● PROBLEM DESCRIPTION: Count the lines below that carry the word "retired". Answer with that number alone.

□ □ □ □ □ □ □

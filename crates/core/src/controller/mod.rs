//! Wave queue scheduling.
//!
//! [`WaveQueueController`] decides which wave nodes exist, in which order and
//! with which stagger delay. It never measures time: the renderer animates
//! each node's phase and reports back through [`WaveQueueController::on_node_started`]
//! and [`WaveQueueController::on_node_completed`].

use crate::{ColorCycler, RainbowBarConfig, WaveId, WaveNode};

/// Observable phase of the controller.
#[derive(Debug, Clone, Copy, PartialEq, Eq)]
pub enum WaveQueueState {
    /// Nothing queued, not running.
    Idle,
    /// Producing an unbounded stream of color waves.
    Running,
    /// Stopped, letting in-flight waves and the fade finish.
    Draining,
}

/// Owns the ordered wave queue (oldest first, painted bottom to top).
#[derive(Debug)]
pub struct WaveQueueController {
    config: RainbowBarConfig,
    cycler: ColorCycler,
    nodes: Vec<WaveNode>,
    running: bool,
    next_id: u64,
}

impl WaveQueueController {
    pub fn new(config: &RainbowBarConfig) -> Self {
        Self {
            config: config.clone(),
            cycler: ColorCycler::new(),
            nodes: Vec::new(),
            running: false,
            next_id: 0,
        }
    }

    /// Read-only view of the queue, oldest node first.
    pub fn current_nodes(&self) -> &[WaveNode] {
        &self.nodes
    }

    /// Settings the controller was built with.
    pub fn config(&self) -> &RainbowBarConfig {
        &self.config
    }

    pub fn is_running(&self) -> bool {
        self.running
    }

    pub fn state(&self) -> WaveQueueState {
        match (self.running, self.nodes.is_empty()) {
            (true, _) => WaveQueueState::Running,
            (false, true) => WaveQueueState::Idle,
            (false, false) => WaveQueueState::Draining,
        }
    }

    /// Host toggle.
    ///
    /// Starting replaces the whole queue with a fresh staggered burst, even
    /// when already running; waves still in flight from an earlier run are
    /// dropped and their completions become stale. Stopping is soft: unstarted
    /// nodes vanish, in-flight ones keep going and are capped with a single
    /// fade segment.
    pub fn set_running(&mut self, running: bool) {
        if running {
            self.start();
        } else if self.running {
            self.stop();
        }
    }

    fn start(&mut self) {
        self.nodes.clear();

        for index in 0..self.config.visible_waves_count {
            let delay = self.config.wave_emit_period * index as f64;
            // An empty palette skips the slot.
            self.push_color_wave(delay);
        }

        self.running = true;
        tracing::debug!(nodes = self.nodes.len(), "wave queue started");
    }

    fn stop(&mut self) {
        self.nodes.retain(WaveNode::is_started);

        if let Some(color) = self.nodes.last().and_then(WaveNode::stripe_color) {
            let id = self.allocate_id();
            tracing::trace!(%id, front = %color, "capping queue with fade");
            self.nodes
                .push(WaveNode::fade(id, color, self.config.background_color));
        }

        self.running = false;
        tracing::debug!(nodes = self.nodes.len(), "wave queue draining");
    }

    /// The renderer observed the node's phase leave 0.
    pub fn on_node_started(&mut self, id: WaveId) {
        match self.position(id) {
            Some(index) => self.nodes[index].mark_started(),
            None => tracing::trace!(%id, "start reported for unknown wave"),
        }
    }

    /// The renderer observed the node's phase reach 1.
    ///
    /// Unknown ids and repeated reports are ignored.
    pub fn on_node_completed(&mut self, id: WaveId) {
        let Some(index) = self.position(id) else {
            tracing::trace!(%id, "completion reported for unknown wave");
            return;
        };
        if self.nodes[index].is_finished() {
            tracing::trace!(%id, "duplicate completion ignored");
            return;
        }
        self.nodes[index].mark_finished();

        // Drop the oldest node only once the one above it has also finished,
        // so there is never a gap under the newest stripe.
        if self.nodes.len() >= 2 && self.nodes[1].is_finished() {
            let retired = self.nodes.remove(0);
            tracing::trace!(id = %retired.id(), "retired wave");
        }

        if self.running {
            self.push_color_wave(0.0);
        } else if self.nodes.iter().all(WaveNode::is_finished) {
            tracing::debug!(remaining = self.nodes.len(), "wave queue drained");
            self.nodes.clear();
        }
    }

    fn push_color_wave(&mut self, delay: f64) {
        let Some(color) = self.cycler.next(&self.config.palette) else {
            return;
        };
        let id = self.allocate_id();
        tracing::trace!(%id, %color, delay, "queued wave");
        self.nodes.push(WaveNode::color(id, color, delay));
    }

    fn allocate_id(&mut self) -> WaveId {
        let id = WaveId(self.next_id);
        self.next_id += 1;
        id
    }

    fn position(&self, id: WaveId) -> Option<usize> {
        self.nodes.iter().position(|node| node.id() == id)
    }
}
use std::{cmp::Ordering, collections::HashMap};

use crate::{WaveId, WaveNode};

#[derive(Debug, Default, Clone)]
pub struct PlaybackClock {
    pub time_seconds: f64,
}

impl PlaybackClock {
    pub fn advance(&mut self, delta: f64) {
        self.time_seconds = (self.time_seconds + delta).max(0.0);
    }
}

/// Phase transition observed by the driver, to be fed into the controller.
#[derive(Debug, Clone, Copy, PartialEq, Eq)]
pub enum WaveEvent {
    /// Phase left 0.
    Started(WaveId),
    /// Phase reached 1.
    Completed(WaveId),
}

#[derive(Debug, Clone)]
struct Track {
    order: u64,
    start_at: f64,
    started: bool,
    completed: bool,
}

/// Frame clock standing in for the renderer's implicit animation system.
///
/// Each node gets a phase that stays at 0 for its delay, then eases in to 1
/// over `duration` seconds. The driver only reports transitions; it never
/// touches the queue.
#[derive(Debug)]
pub struct AnimationDriver {
    clock: PlaybackClock,
    duration: f64,
    tracks: HashMap<WaveId, Track>,
    next_order: u64,
}

impl AnimationDriver {
    pub fn new(duration: f64) -> Self {
        Self {
            clock: PlaybackClock::default(),
            duration,
            tracks: HashMap::new(),
            next_order: 0,
        }
    }

    /// Starts tracking nodes seen for the first time and forgets nodes that
    /// left the queue. New nodes start their delay at the current time.
    pub fn sync(&mut self, nodes: &[WaveNode]) {
        self.tracks
            .retain(|id, _| nodes.iter().any(|node| node.id() == *id));

        for node in nodes {
            if self.tracks.contains_key(&node.id()) {
                continue;
            }
            let track = Track {
                order: self.next_order,
                start_at: self.clock.time_seconds + node.delay().max(0.0),
                started: false,
                completed: false,
            };
            self.next_order += 1;
            self.tracks.insert(node.id(), track);
        }
    }

    /// Moves the clock forward and returns the transitions that happened,
    /// ordered by when they happened.
    pub fn advance(&mut self, delta: f64) -> Vec<WaveEvent> {
        self.clock.advance(delta);
        let now = self.clock.time_seconds;

        let mut due: Vec<(f64, u64, u8, WaveEvent)> = Vec::new();
        for (id, track) in &mut self.tracks {
            if !track.started && now > track.start_at {
                track.started = true;
                due.push((track.start_at, track.order, 0, WaveEvent::Started(*id)));
            }
            let end_at = track.start_at + self.duration;
            if !track.completed && now >= end_at {
                track.completed = true;
                track.started = true;
                due.push((end_at, track.order, 1, WaveEvent::Completed(*id)));
            }
        }

        due.sort_by(|a, b| {
            a.0.partial_cmp(&b.0)
                .unwrap_or(Ordering::Equal)
                .then(a.1.cmp(&b.1))
                .then(a.2.cmp(&b.2))
        });
        due.into_iter().map(|(_, _, _, event)| event).collect()
    }

    /// Eased phase of a tracked node; `None` when the node is unknown.
    pub fn phase(&self, id: WaveId) -> Option<f32> {
        let track = self.tracks.get(&id)?;
        if track.completed {
            return Some(1.0);
        }
        let progress = if self.duration > 0.0 {
            (self.clock.time_seconds - track.start_at) / self.duration
        } else if self.clock.time_seconds >= track.start_at {
            1.0
        } else {
            0.0
        };
        Some(ease_in(progress.clamp(0.0, 1.0) as f32))
    }
}

fn ease_in(t: f32) -> f32 {
    t * t
}
pub mod handlers;
mod types;

pub use types::{ErrorResponse, GenerateRequest, GenerateResponse};

use crate::{Result, config::Config, provider::ReplicateClient};
use axum::{Router, routing::any};
use std::{net::SocketAddr, sync::Arc};
use tower_http::trace::TraceLayer;
use tracing::{info, warn};

/// The handler owns the method gate (custom 405 body, OPTIONS preflight with
/// fixed CORS headers), so the route accepts any method.
pub fn router(state: handlers::AppState) -> Router {
    Router::new()
        .route("/", any(handlers::generate))
        .layer(TraceLayer::new_for_http())
        .with_state(state)
}

pub async fn run(config: Config) -> Result<()> {
    if config.api_token.is_none() {
        warn!("REPLICATE_API_TOKEN is not set; generation requests will return 500");
    }

    let provider = ReplicateClient::new(
        config.replicate.clone(),
        config.api_token.clone().unwrap_or_default(),
    )?;

    let app_state = handlers::AppState {
        api_token: config.api_token.clone(),
        provider: Arc::new(provider),
    };

    let app = router(app_state);

    let addr = SocketAddr::new(config.server.host.parse()?, config.server.port);

    info!("Starting server on {}", addr);

    let listener = tokio::net::TcpListener::bind(addr).await?;
    axum::serve(listener, app).await?;

    Ok(())
}
mod replicate;

pub use replicate::ReplicateClient;

use crate::Result;
use async_trait::async_trait;
use serde::Serialize;
use serde_json::Value;

/// 1x1 transparent PNG used as the conditioning frame for every generation.
const PLACEHOLDER_IMAGE: &str = "data:image/png;base64,iVBORw0KGgoAAAANSUhEUgAAAAEAAAABCAYAAAAfFcSJAAAADUlEQVR42mNk+M9QDwADhgGAWjR9awAAAABJRU5ErkJggg==";

#[async_trait]
pub trait VideoProvider: Send + Sync {
    async fn generate(&self, input: &GenerationInput) -> Result<ProviderOutput>;
}

/// Parameter record for stable-video-diffusion. The model is image-to-video;
/// there is no text field in its input schema, so the caller's prompt never
/// appears here.
#[derive(Debug, Clone, PartialEq, Serialize)]
pub struct GenerationInput {
    pub cond_aug: f64,
    pub decoding_t: u32,
    pub input_image: String,
    pub video_length: String,
    pub sizing_strategy: String,
    pub motion_bucket_id: u32,
    pub frames_per_second: u32,
}

impl Default for GenerationInput {
    fn default() -> Self {
        Self {
            cond_aug: 0.02,
            decoding_t: 7,
            input_image: PLACEHOLDER_IMAGE.to_string(),
            video_length: "14_frames_with_svd".to_string(),
            sizing_strategy: "maintain_aspect_ratio".to_string(),
            motion_bucket_id: 127,
            frames_per_second: 6,
        }
    }
}

/// Output shape returned by the provider. Replicate predictions carry either
/// a single URL string or an array of URL strings depending on the model.
#[derive(Debug, Clone, PartialEq)]
pub enum ProviderOutput {
    SingleUrl(String),
    UrlList(Vec<String>),
    Empty,
}

impl ProviderOutput {
    pub fn from_value(value: &Value) -> Self {
        match value {
            Value::String(url) => Self::SingleUrl(url.clone()),
            Value::Array(items) => {
                let urls: Vec<String> = items
                    .iter()
                    .filter_map(|v| v.as_str().map(str::to_string))
                    .collect();
                if urls.is_empty() {
                    Self::Empty
                } else {
                    Self::UrlList(urls)
                }
            }
            _ => Self::Empty,
        }
    }

    /// The URL to report to the caller: the single URL, the first list
    /// element, or an empty string.
    pub fn into_video_url(self) -> String {
        match self {
            Self::SingleUrl(url) => url,
            Self::UrlList(urls) => urls.into_iter().next().unwrap_or_default(),
            Self::Empty => String::new(),
        }
    }
}

#[cfg(test)]
mod tests {
    use super::*;
    use pretty_assertions::assert_eq;
    use serde_json::json;

    #[test]
    fn test_output_from_string_value() {
        let output = ProviderOutput::from_value(&json!("https://example.com/v.mp4"));
        assert_eq!(
            output,
            ProviderOutput::SingleUrl("https://example.com/v.mp4".to_string())
        );
        assert_eq!(output.into_video_url(), "https://example.com/v.mp4");
    }

    #[test]
    fn test_output_from_array_takes_first() {
        let output = ProviderOutput::from_value(&json!([
            "https://example.com/v1.mp4",
            "https://example.com/v2.mp4"
        ]));
        assert_eq!(output.into_video_url(), "https://example.com/v1.mp4");
    }

    #[test]
    fn test_output_from_empty_array_is_empty() {
        let output = ProviderOutput::from_value(&json!([]));
        assert_eq!(output, ProviderOutput::Empty);
        assert_eq!(output.into_video_url(), "");
    }

    #[test]
    fn test_output_from_null_or_object_is_empty() {
        assert_eq!(
            ProviderOutput::from_value(&Value::Null),
            ProviderOutput::Empty
        );
        assert_eq!(
            ProviderOutput::from_value(&json!({"frames": 14})),
            ProviderOutput::Empty
        );
    }

    #[test]
    fn test_output_array_skips_non_strings() {
        let output = ProviderOutput::from_value(&json!([42, "https://example.com/v.mp4"]));
        assert_eq!(output.into_video_url(), "https://example.com/v.mp4");
    }

    #[test]
    fn test_generation_input_serialization() {
        let input = GenerationInput::default();
        let value = serde_json::to_value(&input).unwrap();

        assert_eq!(value["cond_aug"], json!(0.02));
        assert_eq!(value["decoding_t"], json!(7));
        assert_eq!(value["video_length"], json!("14_frames_with_svd"));
        assert_eq!(value["sizing_strategy"], json!("maintain_aspect_ratio"));
        assert_eq!(value["motion_bucket_id"], json!(127));
        assert_eq!(value["frames_per_second"], json!(6));
        assert!(
            value["input_image"]
                .as_str()
                .unwrap()
                .starts_with("data:image/png;base64,")
        );
    }
}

□ □ □ □ □ □ □

● OUTPUT BELOW: 2